* Work to complete: The answer must be every line below that contains the string "InteractionStateManager".

* Given data:
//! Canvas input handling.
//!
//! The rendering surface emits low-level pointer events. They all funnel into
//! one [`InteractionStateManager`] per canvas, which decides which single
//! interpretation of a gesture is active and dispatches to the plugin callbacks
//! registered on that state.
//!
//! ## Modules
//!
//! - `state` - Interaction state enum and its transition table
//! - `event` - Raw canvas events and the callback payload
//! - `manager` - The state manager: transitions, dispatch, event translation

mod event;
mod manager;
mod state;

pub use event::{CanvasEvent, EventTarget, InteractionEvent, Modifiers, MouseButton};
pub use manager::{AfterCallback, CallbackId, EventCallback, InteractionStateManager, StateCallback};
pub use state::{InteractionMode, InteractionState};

* Written answer:
//! one [`InteractionStateManager`] per canvas, which decides which single
pub use manager::{AfterCallback, CallbackId, EventCallback, InteractionStateManager, StateCallback};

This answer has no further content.